• _What you are asked to do_: Could you write out each of the records below exactly?

[Saved data entries]
- Opening Delimiter -
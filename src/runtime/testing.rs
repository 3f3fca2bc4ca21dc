//! Mock implementations for testing
//!
//! Scripted transports and a recording stream handler, so the driver and
//! the session runtime can be exercised without a server.

use crate::transport::{
    ByteStream, ChatRequest, ChatTransport, Citation, StreamHandler, StreamResponse, TransportError,
};
use async_trait::async_trait;
use std::collections::VecDeque;
use std::sync::{Arc, Mutex};
use tokio::sync::Notify;

// ============================================================================
// Mock Transport
// ============================================================================

/// One step of a scripted response body
enum Step {
    Chunk(Vec<u8>),
    Fail(TransportError),
    /// Wait until the test releases the gate
    Wait(Arc<Notify>),
    /// Never yield again
    Stall,
}

enum Script {
    Stream { status: u16, steps: Vec<Step> },
    NoBody,
    OpenError(TransportError),
}

/// Transport that replays queued scripts, one per request
pub struct MockTransport {
    streams: Mutex<VecDeque<Script>>,
    completions: Mutex<VecDeque<Result<String, TransportError>>>,
    /// Record of all streaming requests made
    pub requests: Mutex<Vec<ChatRequest>>,
    /// Record of all completion messages sent
    pub messages: Mutex<Vec<String>>,
    open_bodies: Arc<()>,
}

fn chunk_steps(chunks: &[&str]) -> Vec<Step> {
    chunks
        .iter()
        .map(|c| Step::Chunk(c.as_bytes().to_vec()))
        .collect()
}

/// `guard` lives as long as the stream, so open bodies can be counted
fn body_stream(steps: Vec<Step>, guard: Arc<()>) -> ByteStream {
    Box::pin(futures::stream::unfold(
        (steps.into_iter(), guard),
        |(mut steps, guard)| async move {
            loop {
                let Some(step) = steps.next() else {
                    return None;
                };
                match step {
                    Step::Chunk(bytes) => return Some((Ok(bytes), (steps, guard))),
                    Step::Fail(e) => return Some((Err(e), (steps, guard))),
                    Step::Wait(gate) => gate.notified().await,
                    Step::Stall => futures::future::pending::<()>().await,
                }
            }
        },
    ))
}

impl Default for MockTransport {
    fn default() -> Self {
        Self::new()
    }
}

impl MockTransport {
    pub fn new() -> Self {
        Self {
            streams: Mutex::new(VecDeque::new()),
            completions: Mutex::new(VecDeque::new()),
            requests: Mutex::new(Vec::new()),
            messages: Mutex::new(Vec::new()),
            open_bodies: Arc::new(()),
        }
    }

    fn push(&self, script: Script) {
        self.streams.lock().unwrap().push_back(script);
    }

    /// Queue a 200 response whose body yields these chunks, then ends
    pub fn queue_chunks(&self, chunks: &[&str]) {
        self.queue_status(200, chunks);
    }

    pub fn queue_status(&self, status: u16, chunks: &[&str]) {
        self.push(Script::Stream {
            status,
            steps: chunk_steps(chunks),
        });
    }

    pub fn queue_no_body(&self) {
        self.push(Script::NoBody);
    }

    /// Queue a failure to even open the stream
    pub fn queue_open_error(&self, error: TransportError) {
        self.push(Script::OpenError(error));
    }

    /// Queue a body that breaks with a read error after the chunks
    pub fn queue_chunks_then_error(&self, chunks: &[&str], error: TransportError) {
        let mut steps = chunk_steps(chunks);
        steps.push(Step::Fail(error));
        self.push(Script::Stream { status: 200, steps });
    }

    /// Queue a body that goes silent forever after the chunks
    pub fn queue_stalled(&self, chunks: &[&str]) {
        let mut steps = chunk_steps(chunks);
        steps.push(Step::Stall);
        self.push(Script::Stream { status: 200, steps });
    }

    /// Queue a body that pauses between `before` and `after` until the
    /// returned gate is notified
    pub fn queue_gated(&self, before: &[&str], after: &[&str]) -> Arc<Notify> {
        let gate = Arc::new(Notify::new());
        let mut steps = chunk_steps(before);
        steps.push(Step::Wait(Arc::clone(&gate)));
        steps.extend(chunk_steps(after));
        self.push(Script::Stream { status: 200, steps });
        gate
    }

    pub fn queue_completion(&self, result: Result<String, TransportError>) {
        self.completions.lock().unwrap().push_back(result);
    }

    /// Get recorded streaming requests
    pub fn recorded_requests(&self) -> Vec<ChatRequest> {
        self.requests.lock().unwrap().clone()
    }

    pub fn recorded_messages(&self) -> Vec<String> {
        self.messages.lock().unwrap().clone()
    }

    /// Response bodies handed out and not yet dropped
    pub fn open_bodies(&self) -> usize {
        Arc::strong_count(&self.open_bodies) - 1
    }
}

#[async_trait]
impl ChatTransport for MockTransport {
    async fn open_stream(&self, request: &ChatRequest) -> Result<StreamResponse, TransportError> {
        self.requests.lock().unwrap().push(request.clone());
        let script = self.streams.lock().unwrap().pop_front();
        match script {
            Some(Script::Stream { status, steps }) => {
                let body = body_stream(steps, Arc::clone(&self.open_bodies));
                Ok(StreamResponse::new(status, Some(body)))
            }
            Some(Script::NoBody) => Ok(StreamResponse::new(200, None)),
            Some(Script::OpenError(e)) => Err(e),
            None => Err(TransportError::network("No mock response queued")),
        }
    }

    async fn complete(&self, message: &str) -> Result<String, TransportError> {
        self.messages.lock().unwrap().push(message.to_string());
        self.completions
            .lock()
            .unwrap()
            .pop_front()
            .unwrap_or_else(|| Err(TransportError::network("No mock response queued")))
    }
}

/// Transport whose request task panics, for cleanup tests
pub struct PanickingTransport;

#[async_trait]
impl ChatTransport for PanickingTransport {
    async fn open_stream(&self, _request: &ChatRequest) -> Result<StreamResponse, TransportError> {
        panic!("transport exploded");
    }

    async fn complete(&self, _message: &str) -> Result<String, TransportError> {
        panic!("transport exploded");
    }
}

// ============================================================================
// Recording Handler
// ============================================================================

#[derive(Debug, Clone, PartialEq)]
pub enum Recorded {
    Delta(String),
    Mode(String),
    Sources(Vec<Citation>),
    Complete,
    Error(String),
}

/// Stream handler that records every callback in order
#[derive(Debug, Default)]
pub struct RecordingHandler {
    pub calls: Vec<Recorded>,
}

impl RecordingHandler {
    pub fn completions(&self) -> usize {
        self.calls
            .iter()
            .filter(|c| matches!(c, Recorded::Complete))
            .count()
    }

    pub fn errors(&self) -> usize {
        self.calls
            .iter()
            .filter(|c| matches!(c, Recorded::Error(_)))
            .count()
    }
}

impl StreamHandler for RecordingHandler {
    fn on_delta(&mut self, text: String) {
        self.calls.push(Recorded::Delta(text));
    }

    fn on_complete(&mut self) {
        self.calls.push(Recorded::Complete);
    }

    fn on_error(&mut self, message: String) {
        self.calls.push(Recorded::Error(message));
    }

    fn on_mode(&mut self, mode: String) {
        self.calls.push(Recorded::Mode(mode));
    }

    fn on_sources(&mut self, citations: Vec<Citation>) {
        self.calls.push(Recorded::Sources(citations));
    }
}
- Closing Delimiter -
• _Response to the exercise_:
filename src/runtime/testing.rs
repository 3f3fca2bc4ca21dc
//! Mock implementations for testing
//!
//! Scripted transports and a recording stream handler, so the driver and
//! the session runtime can be exercised without a server.

use crate::transport::{
    ByteStream, ChatRequest, ChatTransport, Citation, StreamHandler, StreamResponse, TransportError,
};
use async_trait::async_trait;
use std::collections::VecDeque;
use std::sync::{Arc, Mutex};
use tokio::sync::Notify;

// ============================================================================
// Mock Transport
// ============================================================================

/// One step of a scripted response body
enum Step {
    Chunk(Vec<u8>),
    Fail(TransportError),
    /// Wait until the test releases the gate
    Wait(Arc<Notify>),
    /// Never yield again
    Stall,
}

enum Script {
    Stream { status: u16, steps: Vec<Step> },
    NoBody,
    OpenError(TransportError),
}

/// Transport that replays queued scripts, one per request
pub struct MockTransport {
    streams: Mutex<VecDeque<Script>>,
    completions: Mutex<VecDeque<Result<String, TransportError>>>,
    /// Record of all streaming requests made
    pub requests: Mutex<Vec<ChatRequest>>,
    /// Record of all completion messages sent
    pub messages: Mutex<Vec<String>>,
    open_bodies: Arc<()>,
}

fn chunk_steps(chunks: &[&str]) -> Vec<Step> {
    chunks
        .iter()
        .map(|c| Step::Chunk(c.as_bytes().to_vec()))
        .collect()
}

/// `guard` lives as long as the stream, so open bodies can be counted
fn body_stream(steps: Vec<Step>, guard: Arc<()>) -> ByteStream {
    Box::pin(futures::stream::unfold(
        (steps.into_iter(), guard),
        |(mut steps, guard)| async move {
            loop {
                let Some(step) = steps.next() else {
                    return None;
                };
                match step {
                    Step::Chunk(bytes) => return Some((Ok(bytes), (steps, guard))),
                    Step::Fail(e) => return Some((Err(e), (steps, guard))),
                    Step::Wait(gate) => gate.notified().await,
                    Step::Stall => futures::future::pending::<()>().await,
                }
            }
        },
    ))
}

impl Default for MockTransport {
    fn default() -> Self {
        Self::new()
    }
}

impl MockTransport {
    pub fn new() -> Self {
        Self {
            streams: Mutex::new(VecDeque::new()),
            completions: Mutex::new(VecDeque::new()),
            requests: Mutex::new(Vec::new()),
            messages: Mutex::new(Vec::new()),
            open_bodies: Arc::new(()),
        }
    }

    fn push(&self, script: Script) {
        self.streams.lock().unwrap().push_back(script);
    }

    /// Queue a 200 response whose body yields these chunks, then ends
    pub fn queue_chunks(&self, chunks: &[&str]) {
        self.queue_status(200, chunks);
    }

    pub fn queue_status(&self, status: u16, chunks: &[&str]) {
        self.push(Script::Stream {
            status,
            steps: chunk_steps(chunks),
        });
    }

    pub fn queue_no_body(&self) {
        self.push(Script::NoBody);
    }

    /// Queue a failure to even open the stream
    pub fn queue_open_error(&self, error: TransportError) {
        self.push(Script::OpenError(error));
    }

    /// Queue a body that breaks with a read error after the chunks
    pub fn queue_chunks_then_error(&self, chunks: &[&str], error: TransportError) {
        let mut steps = chunk_steps(chunks);
        steps.push(Step::Fail(error));
        self.push(Script::Stream { status: 200, steps });
    }

    /// Queue a body that goes silent forever after the chunks
    pub fn queue_stalled(&self, chunks: &[&str]) {
        let mut steps = chunk_steps(chunks);
        steps.push(Step::Stall);
        self.push(Script::Stream { status: 200, steps });
    }

    /// Queue a body that pauses between `before` and `after` until the
    /// returned gate is notified
    pub fn queue_gated(&self, before: &[&str], after: &[&str]) -> Arc<Notify> {
        let gate = Arc::new(Notify::new());
        let mut steps = chunk_steps(before);
        steps.push(Step::Wait(Arc::clone(&gate)));
        steps.extend(chunk_steps(after));
        self.push(Script::Stream { status: 200, steps });
        gate
    }

    pub fn queue_completion(&self, result: Result<String, TransportError>) {
        self.completions.lock().unwrap().push_back(result);
    }

    /// Get recorded streaming requests
    pub fn recorded_requests(&self) -> Vec<ChatRequest> {
        self.requests.lock().unwrap().clone()
    }

    pub fn recorded_messages(&self) -> Vec<String> {
        self.messages.lock().unwrap().clone()
    }

    /// Response bodies handed out and not yet dropped
    pub fn open_bodies(&self) -> usize {
        Arc::strong_count(&self.open_bodies) - 1
    }
}

#[async_trait]
impl ChatTransport for MockTransport {
    async fn open_stream(&self, request: &ChatRequest) -> Result<StreamResponse, TransportError> {
        self.requests.lock().unwrap().push(request.clone());
        let script = self.streams.lock().unwrap().pop_front();
        match script {
            Some(Script::Stream { status, steps }) => {
                let body = body_stream(steps, Arc::clone(&self.open_bodies));
                Ok(StreamResponse::new(status, Some(body)))
            }
            Some(Script::NoBody) => Ok(StreamResponse::new(200, None)),
            Some(Script::OpenError(e)) => Err(e),
            None => Err(TransportError::network("No mock response queued")),
        }
    }

    async fn complete(&self, message: &str) -> Result<String, TransportError> {
        self.messages.lock().unwrap().push(message.to_string());
        self.completions
            .lock()
            .unwrap()
            .pop_front()
            .unwrap_or_else(|| Err(TransportError::network("No mock response queued")))
    }
}

/// Transport whose request task panics, for cleanup tests
pub struct PanickingTransport;

#[async_trait]
impl ChatTransport for PanickingTransport {
    async fn open_stream(&self, _request: &ChatRequest) -> Result<StreamResponse, TransportError> {
        panic!("transport exploded");
    }

    async fn complete(&self, _message: &str) -> Result<String, TransportError> {
        panic!("transport exploded");
    }
}

// ============================================================================
// Recording Handler
// ============================================================================

#[derive(Debug, Clone, PartialEq)]
pub enum Recorded {
    Delta(String),
    Mode(String),
    Sources(Vec<Citation>),
    Complete,
    Error(String),
}

/// Stream handler that records every callback in order
#[derive(Debug, Default)]
pub struct RecordingHandler {
    pub calls: Vec<Recorded>,
}

impl RecordingHandler {
    pub fn completions(&self) -> usize {
        self.calls
            .iter()
            .filter(|c| matches!(c, Recorded::Complete))
            .count()
    }

    pub fn errors(&self) -> usize {
        self.calls
            .iter()
            .filter(|c| matches!(c, Recorded::Error(_)))
            .count()
    }
}

impl StreamHandler for RecordingHandler {
    fn on_delta(&mut self, text: String) {
        self.calls.push(Recorded::Delta(text));
    }

    fn on_complete(&mut self) {
        self.calls.push(Recorded::Complete);
    }

    fn on_error(&mut self, message: String) {
        self.calls.push(Recorded::Error(message));
    }

    fn on_mode(&mut self, mode: String) {
        self.calls.push(Recorded::Mode(mode));
    }

    fn on_sources(&mut self, citations: Vec<Citation>) {
        self.calls.push(Recorded::Sources(citations));
    }
}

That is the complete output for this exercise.